Implementation Details

<details> <summary><b>1. TransferMode Enum</b></summary>

A new TransferMode enum distinguishes pull vs push transfers throughout the connector:

class TransferMode(enum.Enum):
    PULL = "pull"   # D reads from P (existing behavior)
    PUSH = "push"   # P writes to D (new behavior)
</details> <details> <summary><b>2. ZMQ TCP Push Trigger (Scheduler -> Worker Communication)</b></summary>

Two Threads on P Scheduler

+----------------------------------------------------------------+
|                     P Scheduler Process                         |
|                                                                 |
|  +------------------------+   +-----------------------------+   |
|  |  Listener Thread        |   |  Push Dispatcher Thread     |   |
|  |  (ZMQ ROUTER socket)   |   |  (reads _push_dispatch_queue|   |
|  |                          |   |   + sends PUSH_TRIGGER_MSG |   |
|  |  Handles:                |   |   via TCP to all TP workers)|   |
|  |  - GET_META_MSG          |   |                             |   |
|  |  - REGISTER_BLOCKS_MSG   |   |  - Fuzzy-matches registra- |   |
|  |                          |   |    tion to finished requests|   |
|  |  On REGISTER_BLOCKS:     |   |  - Fans out push trigger   |   |
|  |  -> stores registration  |   |    to all TP ranks          |   |
|  |  -> enqueues to          |   +-----------------------------+   |
|  |     dispatcher queue     |                                     |
|  +------------------------+                                     |
|                                                                 |
|  Scheduler main thread calls request_finished():                |
|  -> stores block_ids                                            |
|  -> checks registered_blocks                                    |
|  -> enqueues to dispatcher queue                                |
+----------------------------------------------------------------+

TCP Addressing

Each TP worker binds a ZMQ PULL socket at a deterministic TCP port derived from the engine_id using hashlib.md5:

PUSH_TRIGGER_BASE_PORT = 29600

def _push_trigger_addr(engine_id: str, tp_rank: int = 0) -> str:
    h = int(hashlib.md5(engine_id.encode()).hexdigest(), 16)
    port = PUSH_TRIGGER_BASE_PORT + (h % 1000) + tp_rank
    return f"tcp://127.0.0.1:{port}"

Push Trigger Message Format

payload = msgspec.msgpack.encode((PUSH_TRIGGER_MSG, {
    "request_id": request_id,
    "block_ids": block_ids,
    "registration_data": registration_data,
}))

The scheduler fans out the message to all TP ranks via per-rank PUSH sockets (non-blocking zmq.NOBLOCK).
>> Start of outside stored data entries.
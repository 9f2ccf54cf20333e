//! Core error type.
//!
//! Only construction and validation paths return errors.  Runtime update
//! operations fall back silently (unknown ids are no-ops).

use thiserror::Error;

/// The top-level error type for `arena-core`.
#[derive(Debug, Error)]
pub enum ArenaError {
    #[error("configuration error: {0}")]
    Config(String),

    #[error("unsupported simulation speed {0} (expected 0.5, 1, 2 or 4)")]
    UnsupportedSpeed(f32),
}

/// Shorthand result type for `arena-core`.
pub type ArenaResult<T> = Result<T, ArenaError>;
//! Fluent builder for constructing a [`Session`].

use arena_agent::{AgentSpec, AgentStoreBuilder};
use arena_camera::CameraRig;
use arena_core::{AgentId, ArenaConfig, RandomSource, SimClock, SimRng, Vec3};
use arena_dialogue::{DialogueBook, DialogueGenerator, InsightExtractor, Transcript};
use arena_motion::{MotionController, MotionParams};
use arena_scene::{Scene, synthesizer_scene};
use arena_schedule::{EventQueue, RetargetPolicy};

use crate::{NoopObserver, Session, SessionError, SessionObserver, SessionResult};

/// Offset of each built-in agent's starting position from its first POI.
const START_OFFSET: Vec3 = Vec3::new(0.0, 0.7, 1.2);

/// `(key, name, color, first POI)` of the built-in reviewers.
const SYNTHESIZER_AGENTS: &[(&str, &str, &str, &str)] = &[
    ("agent-alpha", "Alpha", "#4F46E5", "osc-1-knob"),
    ("agent-beta",  "Beta",  "#10B981", "filter-cutoff"),
    ("agent-gamma", "Gamma", "#F59E0B", "master-volume"),
];

/// The three built-in reviewers, each idle just above and in front of its
/// first POI and looking at it.
pub fn synthesizer_agents(scene: &Scene) -> SessionResult<Vec<AgentSpec>> {
    SYNTHESIZER_AGENTS
        .iter()
        .map(|&(key, name, color, poi_key)| {
            let poi = scene
                .registry
                .lookup(poi_key)
                .ok_or_else(|| SessionError::MissingPoi(poi_key.to_owned()))?;
            let at = scene.registry.position(poi).unwrap_or(Vec3::ZERO);
            Ok(AgentSpec::new(key, name, color)
                .at(at + START_OFFSET)
                .looking_at(at)
                .targeting(poi))
        })
        .collect()
}

/// Fluent builder for [`Session`].
///
/// # Optional inputs (have defaults)
///
/// | Method                  | Default                                    |
/// |-------------------------|--------------------------------------------|
/// | `.config(c)`            | `ArenaConfig::default()`                   |
/// | `.agents(v)`            | none; required unless `synthesizer()`     |
/// | `.book(b)`              | empty book (nobody speaks)                 |
/// | `.extractor(x)`         | `InsightExtractor::default()`              |
/// | `.follow(f, l)`         | no follow relations                        |
/// | `.split_agent(key)`     | the first agent                            |
///
/// # Example
///
/// ```rust,ignore
/// let mut session = SessionBuilder::synthesizer()?
///     .config(ArenaConfig { seed: Some(7), ..ArenaConfig::default() })
///     .build()?;
/// ```
pub struct SessionBuilder {
    scene:       Scene,
    config:      ArenaConfig,
    agents:      Vec<AgentSpec>,
    book:        DialogueBook,
    extractor:   InsightExtractor,
    follows:     Vec<(String, String)>,
    split_agent: Option<String>,
}

impl SessionBuilder {
    pub fn new(scene: Scene) -> Self {
        Self {
            scene,
            config:      ArenaConfig::default(),
            agents:      Vec::new(),
            book:        DialogueBook::new(),
            extractor:   InsightExtractor::default(),
            follows:     Vec::new(),
            split_agent: None,
        }
    }

    /// The built-in synthesizer scene with its dialogue book and three
    /// reviewers.
    pub fn synthesizer() -> SessionResult<Self> {
        let scene = synthesizer_scene()?;
        let book = DialogueBook::synthesizer(&scene.registry)?;
        let agents = synthesizer_agents(&scene)?;
        Ok(Self::new(scene).book(book).agents(agents))
    }

    pub fn config(mut self, config: ArenaConfig) -> Self {
        self.config = config;
        self
    }

    /// Replace the agent list.
    pub fn agents(mut self, agents: Vec<AgentSpec>) -> Self {
        self.agents = agents;
        self
    }

    pub fn agent(mut self, agent: AgentSpec) -> Self {
        self.agents.push(agent);
        self
    }

    pub fn book(mut self, book: DialogueBook) -> Self {
        self.book = book;
        self
    }

    pub fn extractor(mut self, extractor: InsightExtractor) -> Self {
        self.extractor = extractor;
        self
    }

    /// Start with agent `follower` following agent `leader` (by key).
    pub fn follow(mut self, follower: &str, leader: &str) -> Self {
        self.follows.push((follower.to_owned(), leader.to_owned()));
        self
    }

    /// Agent shown in the split-screen secondary view (by key).
    pub fn split_agent(mut self, key: &str) -> Self {
        self.split_agent = Some(key.to_owned());
        self
    }

    /// Build with a `SimRng` seeded from `config.seed` and no observer.
    pub fn build(self) -> SessionResult<Session<SimRng, NoopObserver>> {
        let rng = SimRng::from_seed_opt(self.config.seed);
        self.build_with(rng, NoopObserver)
    }

    /// Validate inputs and return a stopped session using `rng` for every
    /// random choice and reporting to `observer`.
    pub fn build_with<R: RandomSource, O: SessionObserver>(
        self,
        rng:      R,
        observer: O,
    ) -> SessionResult<Session<R, O>> {
        self.config.validate()?;
        if self.agents.is_empty() {
            return Err(SessionError::NoAgents);
        }
        for spec in &self.agents {
            if let Some(poi) = spec.target_poi {
                if self.scene.registry.get(poi).is_none() {
                    return Err(SessionError::UnknownPoi { agent: spec.key.clone(), poi });
                }
            }
        }

        let mut agents = AgentStoreBuilder::new().agents(self.agents).build()?;

        let resolve = |key: &str, agents: &arena_agent::AgentStore| {
            agents.find(key).ok_or_else(|| SessionError::UnknownAgent(key.to_owned()))
        };
        for (follower, leader) in &self.follows {
            let f = resolve(follower, &agents)?;
            let l = resolve(leader, &agents)?;
            if !agents.set_following(f, Some(l)) {
                return Err(SessionError::InvalidFollow {
                    follower: follower.clone(),
                    leader:   leader.clone(),
                });
            }
        }
        let split_agent: Option<AgentId> = match &self.split_agent {
            Some(key) => Some(resolve(key, &agents)?),
            None => agents.ids().next(),
        };

        Ok(Session {
            speed:       self.config.speed,
            retarget:    RetargetPolicy::from_config(&self.config),
            generator:   DialogueGenerator::from_config(&self.config),
            motion:      MotionController::new(MotionParams::from_config(&self.config)),
            config:      self.config,
            scene:       self.scene,
            agents,
            book:        self.book,
            extractor:   self.extractor,
            transcript:  Transcript::new(),
            camera:      CameraRig::new(),
            queue:       EventQueue::new(),
            clock:       SimClock::new(),
            rng,
            observer,
            running:     false,
            split_agent,
            selected:    None,
            hovered:     None,
        })
    }
}
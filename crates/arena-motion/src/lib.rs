//! `arena-motion`: the movement and orientation controller.
//!
//! # Crate layout
//!
//! | Module         | Contents                                                 |
//! |----------------|----------------------------------------------------------|
//! | [`params`]     | `MotionParams`: rates, offsets, threshold               |
//! | [`formation`]  | `FormationAnchor`: V-formation slots behind a viewer    |
//! | [`controller`] | `MotionController`, `MotionIntent`, `BehaviorChange`     |
//!
//! # Tick model
//!
//! Every frame runs two phases:
//!
//! 1. **Intent phase** (read-only, optionally parallel): for each agent,
//!    resolve the desired pose from a snapshot of the store, interpolate
//!    toward it, and decide the next behavior and dwell increment.
//! 2. **Apply phase** (sequential, ascending `AgentId`): write each intent
//!    through the store's named operations.
//!
//! Because the intent phase only reads, a follower tracks the pose its
//! leader had at the start of the frame regardless of agent order.

pub mod controller;
pub mod formation;
pub mod params;


pub use controller::{BehaviorChange, MotionController, MotionIntent};
pub use formation::FormationAnchor;
pub use params::MotionParams;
Push Listener Thread on Worker

Each TP worker runs a push listener thread that:

  1. Binds a ZMQ PULL socket at its deterministic TCP address
  2. Polls for PUSH_TRIGGER_MSG messages (500ms timeout)
  3. Calls start_push_kv directly on the listener thread
</details> <details> <summary><b>3. Block Registration Protocol (D -> P)</b></summary>

D's scheduler calls _register_blocks_with_prefill() which sends a REGISTER_BLOCKS_MSG to P's ZMQ side channel (ROUTER socket) with:

registration_data = {
    "request_id": str,           # P's request ID (remote_request_id)
    "decode_request_id": str,    # D's local request ID
    "decode_engine_id": str,     # D's engine ID
    "decode_tp_size": int,       # D's TP degree
    "local_block_ids": list[int],# D's allocated physical block IDs
    "num_blocks": int,           # Number of blocks allocated
    "remote_host": str,          # D's side channel host
    "remote_port": int,          # D's side channel port
}

Note: remote_host/remote_port here refer to D's own ZMQ side channel address (not P's), so that P can handshake back with D to register D's memory regions for the NIXL WRITE.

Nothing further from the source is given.